* Description of the task *
Can you give all the records again without altering a single character?
**** Data supplied
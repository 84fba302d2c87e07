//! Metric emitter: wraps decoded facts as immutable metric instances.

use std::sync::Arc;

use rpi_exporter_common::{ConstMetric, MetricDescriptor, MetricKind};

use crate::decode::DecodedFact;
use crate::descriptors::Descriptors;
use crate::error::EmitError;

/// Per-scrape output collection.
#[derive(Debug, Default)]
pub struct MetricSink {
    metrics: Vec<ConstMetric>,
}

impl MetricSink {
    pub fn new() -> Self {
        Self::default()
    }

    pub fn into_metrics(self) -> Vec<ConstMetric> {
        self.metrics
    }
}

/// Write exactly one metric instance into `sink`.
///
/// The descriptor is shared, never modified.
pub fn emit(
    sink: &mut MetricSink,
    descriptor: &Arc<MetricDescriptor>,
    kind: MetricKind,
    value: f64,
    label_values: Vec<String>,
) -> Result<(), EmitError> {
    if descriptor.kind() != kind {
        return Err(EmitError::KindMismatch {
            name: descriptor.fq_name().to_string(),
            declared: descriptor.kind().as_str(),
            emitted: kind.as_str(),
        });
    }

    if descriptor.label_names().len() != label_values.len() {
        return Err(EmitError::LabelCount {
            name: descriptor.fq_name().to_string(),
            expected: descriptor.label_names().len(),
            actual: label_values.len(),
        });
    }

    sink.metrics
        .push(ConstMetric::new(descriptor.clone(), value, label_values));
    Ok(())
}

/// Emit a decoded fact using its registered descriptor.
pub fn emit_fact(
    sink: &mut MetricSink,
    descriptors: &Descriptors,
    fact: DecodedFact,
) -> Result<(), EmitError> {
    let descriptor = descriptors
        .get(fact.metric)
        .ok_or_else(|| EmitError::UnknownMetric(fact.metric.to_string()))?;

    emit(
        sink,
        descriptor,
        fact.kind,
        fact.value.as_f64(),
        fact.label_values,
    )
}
********
* Response below *
repository 84fba302d2c87e07
//! Metric emitter: wraps decoded facts as immutable metric instances.

use std::sync::Arc;

use rpi_exporter_common::{ConstMetric, MetricDescriptor, MetricKind};

use crate::decode::DecodedFact;
use crate::descriptors::Descriptors;
use crate::error::EmitError;

/// Per-scrape output collection.
#[derive(Debug, Default)]
pub struct MetricSink {
    metrics: Vec<ConstMetric>,
}

impl MetricSink {
    pub fn new() -> Self {
        Self::default()
    }

    pub fn into_metrics(self) -> Vec<ConstMetric> {
        self.metrics
    }
}

/// Write exactly one metric instance into `sink`.
///
/// The descriptor is shared, never modified.
pub fn emit(
    sink: &mut MetricSink,
    descriptor: &Arc<MetricDescriptor>,
    kind: MetricKind,
    value: f64,
    label_values: Vec<String>,
) -> Result<(), EmitError> {
    if descriptor.kind() != kind {
        return Err(EmitError::KindMismatch {
            name: descriptor.fq_name().to_string(),
            declared: descriptor.kind().as_str(),
            emitted: kind.as_str(),
        });
    }

    if descriptor.label_names().len() != label_values.len() {
        return Err(EmitError::LabelCount {
            name: descriptor.fq_name().to_string(),
            expected: descriptor.label_names().len(),
            actual: label_values.len(),
        });
    }

    sink.metrics
        .push(ConstMetric::new(descriptor.clone(), value, label_values));
    Ok(())
}

/// Emit a decoded fact using its registered descriptor.
pub fn emit_fact(
    sink: &mut MetricSink,
    descriptors: &Descriptors,
    fact: DecodedFact,
) -> Result<(), EmitError> {
    let descriptor = descriptors
        .get(fact.metric)
        .ok_or_else(|| EmitError::UnknownMetric(fact.metric.to_string()))?;

    emit(
        sink,
        descriptor,
        fact.kind,
        fact.value.as_f64(),
        fact.label_values,
    )
}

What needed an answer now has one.